Quantum++ is a header-only library. Hence, you can technically build an application that uses Quantum++ without using a building system, by simply using the compiler and specifying the location to all required dependencies, like below (assumes UNIX/UNIX-like, adapt accordingly for Windows)

g++ -pedantic -std=c++17 -Wall -Wextra -Weffc++ -fopenmp \
    -O3 -DNDEBUG -DEIGEN_NO_DEBUG
    -isystem $HOME/eigen3 -I $HOME/qpp/include -I $HOME/qpp/qasmtools/include \
     src/main.cpp -o my_qpp_app

If you intend to go via this route, we assume that you are familiar with how compilers work, so we won't add any more explanations to what the line above does.

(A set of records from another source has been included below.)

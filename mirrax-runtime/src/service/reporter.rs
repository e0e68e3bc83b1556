use crate::core::ComponentStatus;
use crate::runtime::{FrameSender, Service, ServiceContext, SharedTwinState};

/// Periodic facility health reporter.
///
/// Summarizes the latest snapshot in the log so operators can follow the
/// facility without a connected renderer.
pub struct Reporter;

impl<Cnf> Service<Cnf> for Reporter {
    fn new(_config: Cnf) -> Self
    where
        Self: Sized,
    {
        Self
    }

    fn ctx(&self) -> ServiceContext {
        ServiceContext::new("reporter")
    }

    async fn tick(&mut self, twin: SharedTwinState, _frame_tx: FrameSender) {
        if let Ok(twin) = twin.try_read() {
            log::info!("{}", twin.metrics());

            for component in twin.snapshot() {
                match component.status() {
                    ComponentStatus::Hot => {
                        log::warn!(
                            "{} is running hot: {:.1}°C",
                            component.id,
                            component.temperature
                        );
                    }
                    ComponentStatus::Overloaded => {
                        log::warn!("{} is overloaded: {:.1}%", component.id, component.load);
                    }
                    ComponentStatus::Nominal => {}
                }
            }
        }
    }
}
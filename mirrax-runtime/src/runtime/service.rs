use std::future::Future;

use crate::runtime::{FrameSender, SharedTwinState};

/// Service descriptor used in scheduler logs.
#[derive(Clone, Debug, Default)]
pub struct ServiceContext {
    /// Service name.
    name: String,
    /// Service address, if network facing.
    address: Option<String>,
}

impl ServiceContext {
    /// Construct a context with a name only.
    pub fn new(name: impl ToString) -> Self {
        Self {
            name: name.to_string(),
            address: None,
        }
    }

    /// Construct a context with a name and a network address.
    pub fn with_address(name: impl ToString, address: impl ToString) -> Self {
        Self {
            name: name.to_string(),
            address: Some(address.to_string()),
        }
    }
}

impl std::fmt::Display for ServiceContext {
    fn fmt(&self, f: &mut std::fmt::Formatter<'_>) -> std::fmt::Result {
        if let Some(address) = &self.address {
            write!(f, "{} on {}", self.name, address)
        } else {
            write!(f, "{}", self.name)
        }
    }
}

/// Unit of work the runtime schedules.
///
/// Periodic services implement `tick`, accept style services implement
/// `wait_io` which is invoked again as soon as it returns. The futures
/// carry a `Send` bound so services schedule onto the multithreaded
/// runtime.
pub trait Service<Cnf> {
    /// Construct the service from its configuration.
    fn new(config: Cnf) -> Self
    where
        Self: Sized;

    /// Service context descriptor.
    fn ctx(&self) -> ServiceContext {
        ServiceContext::default()
    }

    /// Run once before the service enters its schedule.
    fn setup(&mut self) -> impl Future<Output = ()> + Send {
        async {}
    }

    /// Run once after the service left its schedule.
    fn teardown(&mut self) -> impl Future<Output = ()> + Send {
        async {}
    }

    /// Run on every scheduler period.
    fn tick(
        &mut self,
        _twin: SharedTwinState,
        _frame_tx: FrameSender,
    ) -> impl Future<Output = ()> + Send {
        async {}
    }

    /// Wait for I/O and handle one unit of it.
    fn wait_io(
        &mut self,
        _twin: SharedTwinState,
        _frame_tx: FrameSender,
    ) -> impl Future<Output = ()> + Send {
        async {}
    }
}

#[cfg(test)]
mod tests {
    use super::*;

    #[test]
    fn test_service_context_display() {
        assert_eq!(ServiceContext::new("simulator").to_string(), "simulator");
        assert_eq!(
            ServiceContext::with_address("server", "127.0.0.1:30061").to_string(),
            "server on 127.0.0.1:30061"
        );
    }
}
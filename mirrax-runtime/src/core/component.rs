use serde_derive::{Deserialize, Serialize};

/// Lower temperature bound in degrees celsius.
pub const TEMPERATURE_MIN: f64 = 30.0;
/// Upper temperature bound in degrees celsius.
pub const TEMPERATURE_MAX: f64 = 85.0;
/// Temperature above which a component is reported as hot.
pub const TEMPERATURE_WARN: f64 = 70.0;

/// Lower load bound in percent.
pub const LOAD_MIN: f64 = 0.0;
/// Upper load bound in percent.
pub const LOAD_MAX: f64 = 100.0;
/// Load above which a component is reported as overloaded.
pub const LOAD_WARN: f64 = 80.0;

/// Hardware component class.
#[derive(Copy, Clone, Debug, PartialEq, Eq, Serialize, Deserialize)]
#[serde(rename_all = "UPPERCASE")]
pub enum ComponentType {
    /// Central processing unit.
    Cpu,
    /// Graphics processing unit.
    Gpu,
    /// Memory module.
    Ram,
    /// Motherboard.
    Mobo,
    /// Power supply unit.
    Psu,
    /// Cooling fan.
    Fan,
    /// Storage drive.
    Disk,
}

impl std::fmt::Display for ComponentType {
    fn fmt(&self, f: &mut std::fmt::Formatter<'_>) -> std::fmt::Result {
        match self {
            ComponentType::Cpu => write!(f, "CPU"),
            ComponentType::Gpu => write!(f, "GPU"),
            ComponentType::Ram => write!(f, "RAM"),
            ComponentType::Mobo => write!(f, "MOBO"),
            ComponentType::Psu => write!(f, "PSU"),
            ComponentType::Fan => write!(f, "FAN"),
            ComponentType::Disk => write!(f, "DISK"),
        }
    }
}

/// Operational condition derived from the live telemetry.
///
/// The condition is never stored, it is recomputed from the latest
/// temperature and load values whenever it is needed. A hot component
/// takes precedence over an overloaded one.
#[derive(Copy, Clone, Debug, PartialEq, Eq, Serialize)]
#[serde(rename_all = "snake_case")]
pub enum ComponentStatus {
    /// Component operates within nominal limits.
    Nominal,
    /// Component temperature exceeds the warning threshold.
    Hot,
    /// Component load exceeds the warning threshold.
    Overloaded,
}

impl std::fmt::Display for ComponentStatus {
    fn fmt(&self, f: &mut std::fmt::Formatter<'_>) -> std::fmt::Result {
        match self {
            ComponentStatus::Nominal => write!(f, "Nominal"),
            ComponentStatus::Hot => write!(f, "Hot"),
            ComponentStatus::Overloaded => write!(f, "Overloaded"),
        }
    }
}

/// Single hardware component inside a server node.
#[derive(Clone, Debug, PartialEq, Serialize, Deserialize)]
pub struct HardwareComponent {
    /// Component unique identifier.
    pub id: String,
    /// Component display name.
    pub name: String,
    /// Component class.
    #[serde(rename = "type")]
    pub ty: ComponentType,
    /// Capability description.
    pub specs: String,
    /// Wear indicator in percent.
    pub health: u8,
    /// Temperature in degrees celsius.
    pub temperature: f64,
    /// Utilization in percent.
    pub load: f64,
}

impl HardwareComponent {
    /// Derive the operational condition from the current telemetry.
    pub fn status(&self) -> ComponentStatus {
        if self.temperature > TEMPERATURE_WARN {
            ComponentStatus::Hot
        } else if self.load > LOAD_WARN {
            ComponentStatus::Overloaded
        } else {
            ComponentStatus::Nominal
        }
    }

    /// Whether the component operates within nominal limits.
    #[inline]
    pub fn is_nominal(&self) -> bool {
        self.status() == ComponentStatus::Nominal
    }
}

impl std::fmt::Display for HardwareComponent {
    fn fmt(&self, f: &mut std::fmt::Formatter<'_>) -> std::fmt::Result {
        write!(
            f,
            "{} {}: Temperature: {:.1}°C; Load: {:.1}%; Health: {}%",
            self.ty, self.id, self.temperature, self.load, self.health
        )
    }
}

#[cfg(test)]
mod tests {
    use super::*;

    fn component(temperature: f64, load: f64) -> HardwareComponent {
        HardwareComponent {
            id: "cpu-0".to_string(),
            name: "Test CPU".to_string(),
            ty: ComponentType::Cpu,
            specs: "16 cores / 32 threads".to_string(),
            health: 98,
            temperature,
            load,
        }
    }

    #[test]
    fn test_status_nominal() {
        assert_eq!(component(42.0, 15.0).status(), ComponentStatus::Nominal);
        assert!(component(42.0, 15.0).is_nominal());
    }

    #[test]
    fn test_status_hot() {
        assert_eq!(component(70.5, 15.0).status(), ComponentStatus::Hot);
    }

    #[test]
    fn test_status_overloaded() {
        assert_eq!(component(42.0, 80.5).status(), ComponentStatus::Overloaded);
    }

    #[test]
    fn test_status_hot_takes_precedence() {
        assert_eq!(component(75.0, 95.0).status(), ComponentStatus::Hot);
    }

    #[test]
    fn test_type_wire_format() {
        let json = serde_json::to_string(&ComponentType::Gpu).unwrap();
        assert_eq!(json, "\"GPU\"");

        let ty: ComponentType = serde_json::from_str("\"DISK\"").unwrap();
        assert_eq!(ty, ComponentType::Disk);
    }

    #[test]
    fn test_component_wire_format() {
        let component = component(42.0, 15.0);

        let json = serde_json::to_string(&component).unwrap();
        assert!(json.contains("\"type\":\"CPU\""));

        let component2: HardwareComponent = serde_json::from_str(&json).unwrap();
        assert_eq!(component, component2);
    }
}
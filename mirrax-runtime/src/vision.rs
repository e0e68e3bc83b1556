use serde_derive::{Deserialize, Serialize};

use crate::core::DetectedComponent;

/// Instruction sent with every analysis request.
const ANALYSIS_INSTRUCTION: &str = "Identify the main hardware components in this PC/server build. Focus on the GPU (brand, model if visible), CPU cooler type, and power supply. Return a JSON structure with detected items.";

#[derive(Clone, Debug, Deserialize, PartialEq, Eq)]
pub struct VisionConfig {
    /// Analysis service endpoint.
    #[serde(default = "VisionConfig::default_endpoint")]
    pub endpoint: String,
    /// Generative model identifier.
    #[serde(default = "VisionConfig::default_model")]
    pub model: String,
    /// API key for the analysis service.
    pub api_key: String,
    /// Request timeout in milliseconds.
    #[serde(default = "VisionConfig::default_timeout")]
    pub timeout: u64,
}

impl VisionConfig {
    /// Construct a configuration with the default endpoint, model and timeout.
    pub fn new(api_key: impl ToString) -> Self {
        Self {
            endpoint: Self::default_endpoint(),
            model: Self::default_model(),
            api_key: api_key.to_string(),
            timeout: Self::default_timeout(),
        }
    }

    fn default_endpoint() -> String {
        "https://generativelanguage.googleapis.com".to_owned()
    }

    fn default_model() -> String {
        "gemini-3-flash-preview".to_owned()
    }

    fn default_timeout() -> u64 {
        5_000
    }
}

#[derive(Debug, Serialize)]
struct GenerateRequest {
    contents: Vec<Content>,
    #[serde(rename = "generationConfig")]
    generation_config: GenerationConfig,
}

#[derive(Debug, Serialize)]
struct Content {
    parts: Vec<Part>,
}

#[derive(Debug, Serialize)]
struct Part {
    #[serde(rename = "inlineData", skip_serializing_if = "Option::is_none")]
    inline_data: Option<InlineData>,
    #[serde(skip_serializing_if = "Option::is_none")]
    text: Option<String>,
}

#[derive(Debug, Serialize)]
struct InlineData {
    #[serde(rename = "mimeType")]
    mime_type: String,
    data: String,
}

#[derive(Debug, Serialize)]
struct GenerationConfig {
    #[serde(rename = "responseMimeType")]
    response_mime_type: String,
}

#[derive(Debug, Deserialize)]
struct GenerateResponse {
    #[serde(default)]
    candidates: Vec<Candidate>,
}

#[derive(Debug, Deserialize)]
struct Candidate {
    content: Option<CandidateContent>,
}

#[derive(Debug, Deserialize)]
struct CandidateContent {
    #[serde(default)]
    parts: Vec<CandidatePart>,
}

#[derive(Debug, Deserialize)]
struct CandidatePart {
    #[serde(default)]
    text: String,
}

#[derive(Debug, Deserialize)]
struct Detections {
    #[serde(default)]
    components: Vec<DetectedComponent>,
}

/// Client for the generative image analysis service.
///
/// The client never surfaces a fault to its caller. Every failure mode,
/// transport, status, or payload, is logged and collapses to no result.
#[derive(Clone)]
pub struct VisionClient {
    config: VisionConfig,
    client: reqwest::Client,
}

impl VisionClient {
    /// Construct a client from the vision configuration.
    pub fn new(config: &VisionConfig) -> crate::runtime::Result<Self> {
        let client = reqwest::Client::builder()
            .user_agent(format!("mirrax/{}", crate::consts::VERSION))
            .timeout(std::time::Duration::from_millis(config.timeout))
            .build()
            .map_err(crate::runtime::Error::Vision)?;

        Ok(Self {
            config: config.clone(),
            client,
        })
    }

    /// Analyze a base64 encoded JPEG photograph.
    pub async fn analyze(&self, image: &str) -> Option<Vec<DetectedComponent>> {
        let request = GenerateRequest {
            contents: vec![Content {
                parts: vec![
                    Part {
                        inline_data: Some(InlineData {
                            mime_type: "image/jpeg".to_owned(),
                            data: image.to_owned(),
                        }),
                        text: None,
                    },
                    Part {
                        inline_data: None,
                        text: Some(ANALYSIS_INSTRUCTION.to_owned()),
                    },
                ],
            }],
            generation_config: GenerationConfig {
                response_mime_type: "application/json".to_owned(),
            },
        };

        let request_url = format!(
            "{}/v1beta/models/{}:generateContent?key={}",
            self.config.endpoint.trim_end_matches('/'),
            self.config.model,
            self.config.api_key
        );

        log::debug!("Requesting analysis from model {}", self.config.model);

        let response = match self.client.post(&request_url).json(&request).send().await {
            Ok(response) => response,
            Err(e) => {
                log::error!("Analysis request failed: {}", e);
                return None;
            }
        };

        if !response.status().is_success() {
            log::error!("Analysis failed, status: {}", response.status());
            return None;
        }

        match response.json::<GenerateResponse>().await {
            Ok(response) => parse_detections(&response),
            Err(e) => {
                log::error!("Malformed analysis response: {}", e);
                None
            }
        }
    }

    /// Analyze a raw JPEG photograph.
    pub async fn analyze_jpeg(&self, image: &[u8]) -> Option<Vec<DetectedComponent>> {
        self.analyze(&base64_encode(image)).await
    }
}

/// Extract the component list from the first candidate payload.
fn parse_detections(response: &GenerateResponse) -> Option<Vec<DetectedComponent>> {
    let text = response
        .candidates
        .first()?
        .content
        .as_ref()?
        .parts
        .first()?
        .text
        .trim();

    match serde_json::from_str::<Detections>(text) {
        Ok(detections) => Some(detections.components),
        Err(e) => {
            log::error!("Malformed analysis payload: {}", e);
            None
        }
    }
}

fn base64_encode(data: &[u8]) -> String {
    const TABLE: &[u8; 64] = b"ABCDEFGHIJKLMNOPQRSTUVWXYZabcdefghijklmnopqrstuvwxyz0123456789+/";

    let mut encoded = String::with_capacity(data.len().div_ceil(3) * 4);

    for chunk in data.chunks(3) {
        let triple = (chunk[0] as u32) << 16
            | (chunk.get(1).copied().unwrap_or(0) as u32) << 8
            | chunk.get(2).copied().unwrap_or(0) as u32;

        encoded.push(TABLE[((triple >> 18) & 0x3F) as usize] as char);
        encoded.push(TABLE[((triple >> 12) & 0x3F) as usize] as char);
        encoded.push(if chunk.len() > 1 {
            TABLE[((triple >> 6) & 0x3F) as usize] as char
        } else {
            '='
        });
        encoded.push(if chunk.len() > 2 {
            TABLE[(triple & 0x3F) as usize] as char
        } else {
            '='
        });
    }

    encoded
}
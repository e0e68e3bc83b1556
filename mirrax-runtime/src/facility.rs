use serde_derive::{Deserialize, Serialize};

/// Facility rack layout configuration.
#[derive(Clone, Debug, Deserialize, PartialEq, Eq)]
pub struct FacilityLayout {
    /// Aisle labels, one rack row per aisle.
    #[serde(default = "FacilityLayout::default_aisles")]
    pub aisles: Vec<String>,
    /// Number of racks per aisle.
    #[serde(default = "FacilityLayout::default_racks_per_aisle")]
    pub racks_per_aisle: usize,
    /// Number of server units per rack.
    #[serde(default = "FacilityLayout::default_units_per_rack")]
    pub units_per_rack: usize,
}

impl FacilityLayout {
    fn default_aisles() -> Vec<String> {
        vec!["A".to_string(), "B".to_string()]
    }

    fn default_racks_per_aisle() -> usize {
        4
    }

    fn default_units_per_rack() -> usize {
        10
    }
}

impl Default for FacilityLayout {
    fn default() -> Self {
        Self {
            aisles: Self::default_aisles(),
            racks_per_aisle: Self::default_racks_per_aisle(),
            units_per_rack: Self::default_units_per_rack(),
        }
    }
}

/// Single server unit slot inside a rack.
#[derive(Clone, Debug, PartialEq, Eq, Serialize)]
pub struct ServerUnit {
    /// Unit identifier, derived from rack and slot.
    pub id: String,
    /// Owning rack identifier.
    pub rack: String,
    /// Slot number inside the rack, starting at 1.
    pub slot: usize,
}

/// Server rack holding a column of units.
#[derive(Clone, Debug, PartialEq, Eq, Serialize)]
pub struct Rack {
    /// Rack identifier, aisle label plus row number.
    pub id: String,
    /// Units in slot order.
    pub units: Vec<ServerUnit>,
}

/// Physical layout of the server room.
///
/// Unit identifiers follow the `{rack}-unit-{slot}` convention, so rack
/// "A1" holds "A1-unit-1" through "A1-unit-10" with the default layout.
#[derive(Clone, Debug, PartialEq, Eq, Serialize)]
pub struct Facility {
    racks: Vec<Rack>,
}

impl Facility {
    /// Build the facility from a layout configuration.
    pub fn new(layout: &FacilityLayout) -> Self {
        let mut racks = Vec::with_capacity(layout.aisles.len() * layout.racks_per_aisle);

        for aisle in &layout.aisles {
            for row in 1..=layout.racks_per_aisle {
                let rack_id = format!("{}{}", aisle, row);

                let units = (1..=layout.units_per_rack)
                    .map(|slot| ServerUnit {
                        id: format!("{}-unit-{}", rack_id, slot),
                        rack: rack_id.clone(),
                        slot,
                    })
                    .collect();

                racks.push(Rack {
                    id: rack_id,
                    units,
                });
            }
        }

        Self { racks }
    }

    /// All racks in aisle order.
    #[inline]
    pub fn racks(&self) -> &[Rack] {
        &self.racks
    }

    /// Look up a server unit by identifier.
    pub fn unit(&self, id: &str) -> Option<&ServerUnit> {
        self.racks
            .iter()
            .flat_map(|rack| rack.units.iter())
            .find(|unit| unit.id == id)
    }

    /// Whether the identifier names a unit in this facility.
    pub fn contains_unit(&self, id: &str) -> bool {
        self.unit(id).is_some()
    }

    /// Total number of server units.
    pub fn unit_count(&self) -> usize {
        self.racks.iter().map(|rack| rack.units.len()).sum()
    }
}

impl Default for Facility {
    fn default() -> Self {
        Self::new(&FacilityLayout::default())
    }
}

#[cfg(test)]
mod tests {
    use super::*;

    #[test]
    fn test_default_layout() {
        let facility = Facility::default();

        assert_eq!(facility.racks().len(), 8);
        assert_eq!(facility.unit_count(), 80);
        assert_eq!(facility.racks()[0].id, "A1");
        assert_eq!(facility.racks()[7].id, "B4");
    }

    #[test]
    fn test_unit_identifiers() {
        let facility = Facility::default();

        let unit = facility.unit("A1-unit-3").unwrap();
        assert_eq!(unit.rack, "A1");
        assert_eq!(unit.slot, 3);

        assert!(facility.contains_unit("B4-unit-10"));
        assert!(!facility.contains_unit("B4-unit-11"));
        assert!(!facility.contains_unit("C1-unit-1"));
    }

    #[test]
    fn test_custom_layout() {
        let layout = FacilityLayout {
            aisles: vec!["Z".to_string()],
            racks_per_aisle: 2,
            units_per_rack: 3,
        };

        let facility = Facility::new(&layout);

        assert_eq!(facility.racks().len(), 2);
        assert_eq!(facility.unit_count(), 6);
        assert!(facility.contains_unit("Z2-unit-3"));
    }

    #[test]
    fn test_layout_from_toml() {
        let layout: FacilityLayout = toml::from_str(
            r#"
            aisles = ["A", "B", "C"]
            racks_per_aisle = 2
            "#,
        )
        .unwrap();

        assert_eq!(layout.aisles.len(), 3);
        assert_eq!(layout.racks_per_aisle, 2);
        assert_eq!(layout.units_per_rack, 10);

        let layout: FacilityLayout = toml::from_str("").unwrap();
        assert_eq!(layout, FacilityLayout::default());
    }
}
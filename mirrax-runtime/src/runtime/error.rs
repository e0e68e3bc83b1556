use std::{error, fmt};

#[derive(Debug)]
pub enum Error {
    /// IO error.
    Io(std::io::Error),
    /// Configuration parse error.
    Config(toml::de::Error),
    /// Duplicate component identifier in the seed dataset.
    DuplicateComponent(String),
    /// Malformed component in the seed dataset.
    InvalidComponent(String),
    /// Vision backend client error.
    Vision(reqwest::Error),
}

impl fmt::Display for Error {
    fn fmt(&self, f: &mut fmt::Formatter<'_>) -> fmt::Result {
        match self {
            Error::Io(e) => write!(f, "IO error: {}", e),
            Error::Config(e) => write!(f, "Configuration error: {}", e),
            Error::DuplicateComponent(id) => write!(f, "Duplicate component: {}", id),
            Error::InvalidComponent(id) => write!(f, "Invalid component: {}", id),
            Error::Vision(e) => write!(f, "Vision backend error: {}", e),
        }
    }
}

impl error::Error for Error {
    fn source(&self) -> Option<&(dyn error::Error + 'static)> {
        None
    }
}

Additional platform-specific instructions

macOS/OS X specific instructions

  • We highly recommend installing clang via Homebrew, since the native AppleClang does not offer OpenMP support.
  • In case you get any compiler or linker errors when OpenMP is enabled, you need to install the libomp package, e.g., execute
brew install libomp

MATLAB support under Windows

If building under Windows with MATLAB support, please add the location of libmx.dll and libmat.dll (the .dll and not the .lib files) to your PATH environment variable. In our case they are located under C:\Program Files\MATLAB\R2021a\bin\win64.


Python 3 wrapper

pyqpp is a Python 3 wrapper for Quantum++. pyqpp requires the same dependencies as Quantum++, and can be installed using pip

pip install git+https://github.com/softwareQinc/qpp

For more details, please see pyqpp/README.md.


Platform-dependent issues

SunOS/OpenIndiana

The Python3 wrapper pyqpp doesn't compile under SunOS/OpenIndiana due to errors in <cmath> such as

no member named 'llround' in the global namespace; did you mean 'lround'?